*Data section*:
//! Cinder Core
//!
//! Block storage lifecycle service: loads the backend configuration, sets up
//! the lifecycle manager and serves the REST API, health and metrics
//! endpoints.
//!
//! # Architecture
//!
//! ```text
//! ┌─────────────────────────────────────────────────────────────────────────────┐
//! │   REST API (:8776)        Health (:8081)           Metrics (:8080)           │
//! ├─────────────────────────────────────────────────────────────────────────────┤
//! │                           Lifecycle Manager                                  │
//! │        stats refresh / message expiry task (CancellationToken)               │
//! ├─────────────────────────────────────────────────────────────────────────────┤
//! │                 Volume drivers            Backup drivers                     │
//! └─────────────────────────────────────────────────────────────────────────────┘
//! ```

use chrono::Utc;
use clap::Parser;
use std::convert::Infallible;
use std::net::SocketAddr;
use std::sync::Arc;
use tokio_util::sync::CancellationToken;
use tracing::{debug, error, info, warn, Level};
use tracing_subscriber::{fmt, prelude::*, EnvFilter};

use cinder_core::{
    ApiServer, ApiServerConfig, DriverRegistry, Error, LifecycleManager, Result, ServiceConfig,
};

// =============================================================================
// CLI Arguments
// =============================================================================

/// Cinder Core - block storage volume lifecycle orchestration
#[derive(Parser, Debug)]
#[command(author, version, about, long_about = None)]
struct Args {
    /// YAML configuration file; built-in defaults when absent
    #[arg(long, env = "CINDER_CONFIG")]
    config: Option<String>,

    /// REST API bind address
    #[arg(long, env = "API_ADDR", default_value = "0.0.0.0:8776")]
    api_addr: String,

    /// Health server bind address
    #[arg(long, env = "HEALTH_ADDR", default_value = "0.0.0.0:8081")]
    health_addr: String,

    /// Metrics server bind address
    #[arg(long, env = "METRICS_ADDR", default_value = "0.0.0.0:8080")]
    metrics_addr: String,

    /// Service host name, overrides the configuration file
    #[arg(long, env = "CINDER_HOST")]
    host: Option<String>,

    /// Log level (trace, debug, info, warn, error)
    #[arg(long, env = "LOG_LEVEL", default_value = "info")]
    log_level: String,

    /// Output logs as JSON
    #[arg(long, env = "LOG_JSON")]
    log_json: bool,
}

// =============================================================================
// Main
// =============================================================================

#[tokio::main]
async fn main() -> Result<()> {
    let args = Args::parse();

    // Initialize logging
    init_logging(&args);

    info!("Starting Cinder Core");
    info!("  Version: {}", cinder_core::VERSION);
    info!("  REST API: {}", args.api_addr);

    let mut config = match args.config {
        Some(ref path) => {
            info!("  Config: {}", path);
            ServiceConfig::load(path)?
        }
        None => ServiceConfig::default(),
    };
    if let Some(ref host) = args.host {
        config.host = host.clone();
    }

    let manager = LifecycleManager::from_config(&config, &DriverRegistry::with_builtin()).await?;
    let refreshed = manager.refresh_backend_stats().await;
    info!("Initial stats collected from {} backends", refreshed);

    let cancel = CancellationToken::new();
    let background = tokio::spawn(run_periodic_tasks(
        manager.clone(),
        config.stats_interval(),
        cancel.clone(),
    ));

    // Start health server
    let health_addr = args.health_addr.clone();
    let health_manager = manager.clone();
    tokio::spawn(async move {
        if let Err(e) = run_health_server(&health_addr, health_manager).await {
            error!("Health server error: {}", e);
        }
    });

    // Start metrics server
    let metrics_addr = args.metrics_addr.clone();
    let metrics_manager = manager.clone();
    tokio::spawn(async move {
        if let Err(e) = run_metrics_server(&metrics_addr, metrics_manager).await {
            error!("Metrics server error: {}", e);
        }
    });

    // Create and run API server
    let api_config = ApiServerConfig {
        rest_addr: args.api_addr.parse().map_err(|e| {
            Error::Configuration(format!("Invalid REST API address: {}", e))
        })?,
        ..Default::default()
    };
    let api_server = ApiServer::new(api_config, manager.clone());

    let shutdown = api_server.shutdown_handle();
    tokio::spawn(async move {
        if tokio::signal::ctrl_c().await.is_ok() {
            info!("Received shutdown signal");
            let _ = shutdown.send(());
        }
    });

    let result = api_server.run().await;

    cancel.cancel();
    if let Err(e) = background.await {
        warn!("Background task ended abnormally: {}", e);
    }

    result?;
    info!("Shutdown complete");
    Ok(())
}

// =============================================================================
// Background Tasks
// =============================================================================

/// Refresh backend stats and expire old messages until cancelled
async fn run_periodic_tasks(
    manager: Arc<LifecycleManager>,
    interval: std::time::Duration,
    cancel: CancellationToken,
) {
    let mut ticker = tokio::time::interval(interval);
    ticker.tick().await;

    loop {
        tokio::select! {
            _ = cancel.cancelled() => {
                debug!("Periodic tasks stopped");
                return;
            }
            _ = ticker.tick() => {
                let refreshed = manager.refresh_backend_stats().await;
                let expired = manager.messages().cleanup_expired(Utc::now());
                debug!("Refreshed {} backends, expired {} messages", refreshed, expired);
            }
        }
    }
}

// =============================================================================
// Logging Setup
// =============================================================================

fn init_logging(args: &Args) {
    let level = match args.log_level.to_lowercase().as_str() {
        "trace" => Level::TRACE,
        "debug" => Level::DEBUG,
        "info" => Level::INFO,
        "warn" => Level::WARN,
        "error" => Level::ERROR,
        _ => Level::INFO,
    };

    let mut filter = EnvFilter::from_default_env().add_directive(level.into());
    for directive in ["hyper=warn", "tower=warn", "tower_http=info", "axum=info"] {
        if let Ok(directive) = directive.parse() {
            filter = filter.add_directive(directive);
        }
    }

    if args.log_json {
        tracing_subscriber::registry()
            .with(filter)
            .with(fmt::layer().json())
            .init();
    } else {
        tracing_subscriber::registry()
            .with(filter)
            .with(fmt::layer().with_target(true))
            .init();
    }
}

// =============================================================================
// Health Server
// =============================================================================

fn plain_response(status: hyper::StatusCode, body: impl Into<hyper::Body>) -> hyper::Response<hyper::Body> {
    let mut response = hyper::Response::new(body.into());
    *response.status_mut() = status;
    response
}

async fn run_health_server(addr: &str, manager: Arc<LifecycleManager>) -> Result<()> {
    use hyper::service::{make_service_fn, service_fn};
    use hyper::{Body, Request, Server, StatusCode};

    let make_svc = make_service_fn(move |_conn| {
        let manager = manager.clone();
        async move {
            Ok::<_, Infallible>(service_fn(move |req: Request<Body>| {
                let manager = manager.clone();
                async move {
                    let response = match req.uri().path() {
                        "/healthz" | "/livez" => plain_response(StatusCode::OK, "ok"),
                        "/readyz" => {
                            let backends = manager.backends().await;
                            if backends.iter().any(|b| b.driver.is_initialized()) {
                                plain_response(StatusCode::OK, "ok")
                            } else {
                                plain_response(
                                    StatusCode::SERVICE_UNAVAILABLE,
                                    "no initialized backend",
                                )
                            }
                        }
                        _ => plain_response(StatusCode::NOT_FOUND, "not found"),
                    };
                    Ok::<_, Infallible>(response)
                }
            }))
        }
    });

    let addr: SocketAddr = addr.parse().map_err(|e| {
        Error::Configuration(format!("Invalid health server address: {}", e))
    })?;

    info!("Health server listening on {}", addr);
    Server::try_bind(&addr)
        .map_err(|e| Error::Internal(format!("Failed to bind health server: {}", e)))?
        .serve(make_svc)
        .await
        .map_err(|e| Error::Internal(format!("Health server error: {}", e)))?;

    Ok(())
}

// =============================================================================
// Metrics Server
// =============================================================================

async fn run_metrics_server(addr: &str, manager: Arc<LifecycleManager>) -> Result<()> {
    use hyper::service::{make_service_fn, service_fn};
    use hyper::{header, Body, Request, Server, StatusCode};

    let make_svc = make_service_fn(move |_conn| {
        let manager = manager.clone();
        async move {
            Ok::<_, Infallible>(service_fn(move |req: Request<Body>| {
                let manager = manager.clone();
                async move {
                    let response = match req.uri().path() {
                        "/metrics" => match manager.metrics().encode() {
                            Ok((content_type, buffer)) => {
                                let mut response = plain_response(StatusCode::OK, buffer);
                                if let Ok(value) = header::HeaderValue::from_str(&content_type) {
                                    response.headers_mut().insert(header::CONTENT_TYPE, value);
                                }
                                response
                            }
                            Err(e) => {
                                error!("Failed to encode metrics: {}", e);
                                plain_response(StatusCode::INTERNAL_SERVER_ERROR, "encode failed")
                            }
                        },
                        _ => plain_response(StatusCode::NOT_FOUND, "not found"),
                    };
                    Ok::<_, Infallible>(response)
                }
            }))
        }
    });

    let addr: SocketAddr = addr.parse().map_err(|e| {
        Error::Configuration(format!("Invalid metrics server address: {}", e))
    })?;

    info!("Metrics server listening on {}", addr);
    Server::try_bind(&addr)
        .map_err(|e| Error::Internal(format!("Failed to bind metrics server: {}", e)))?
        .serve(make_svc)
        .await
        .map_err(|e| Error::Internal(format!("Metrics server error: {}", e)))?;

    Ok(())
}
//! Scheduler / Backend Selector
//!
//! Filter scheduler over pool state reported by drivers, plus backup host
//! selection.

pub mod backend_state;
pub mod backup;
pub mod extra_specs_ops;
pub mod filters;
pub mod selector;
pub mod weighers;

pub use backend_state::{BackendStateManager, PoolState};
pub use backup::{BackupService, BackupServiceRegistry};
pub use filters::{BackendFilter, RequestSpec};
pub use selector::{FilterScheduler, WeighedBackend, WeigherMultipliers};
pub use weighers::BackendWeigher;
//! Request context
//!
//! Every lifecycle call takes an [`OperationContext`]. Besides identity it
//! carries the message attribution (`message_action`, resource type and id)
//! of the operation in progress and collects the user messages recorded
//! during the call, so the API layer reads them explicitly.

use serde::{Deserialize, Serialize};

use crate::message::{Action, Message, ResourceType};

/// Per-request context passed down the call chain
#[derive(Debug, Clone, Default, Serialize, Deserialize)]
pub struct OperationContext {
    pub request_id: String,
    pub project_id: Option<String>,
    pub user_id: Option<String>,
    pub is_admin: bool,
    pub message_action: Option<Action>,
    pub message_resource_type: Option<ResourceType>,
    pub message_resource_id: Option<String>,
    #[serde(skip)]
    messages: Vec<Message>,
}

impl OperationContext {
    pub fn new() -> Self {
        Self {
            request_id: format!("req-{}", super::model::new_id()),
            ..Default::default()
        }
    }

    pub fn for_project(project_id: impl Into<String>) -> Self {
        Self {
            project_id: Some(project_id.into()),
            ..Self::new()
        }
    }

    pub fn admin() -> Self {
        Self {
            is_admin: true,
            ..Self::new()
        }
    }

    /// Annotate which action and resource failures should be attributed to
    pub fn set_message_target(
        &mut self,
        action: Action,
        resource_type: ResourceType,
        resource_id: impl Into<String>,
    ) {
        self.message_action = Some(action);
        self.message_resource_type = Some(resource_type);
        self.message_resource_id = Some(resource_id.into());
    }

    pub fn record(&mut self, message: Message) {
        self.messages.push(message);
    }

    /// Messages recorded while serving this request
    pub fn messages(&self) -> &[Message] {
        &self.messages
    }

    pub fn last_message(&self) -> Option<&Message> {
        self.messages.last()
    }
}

*Directions for this task*: Among the entries above, the line containing "Err(e) = run_health_server(&health_addr, health_manager).await", the line containing "let metrics_manager = manager.clone();", and all lines between them are to be restated word for word; nothing else belongs in the reply.

*Result of this task*:
        if let Err(e) = run_health_server(&health_addr, health_manager).await {
            error!("Health server error: {}", e);
        }
    });

    // Start metrics server
    let metrics_addr = args.metrics_addr.clone();
    let metrics_manager = manager.clone();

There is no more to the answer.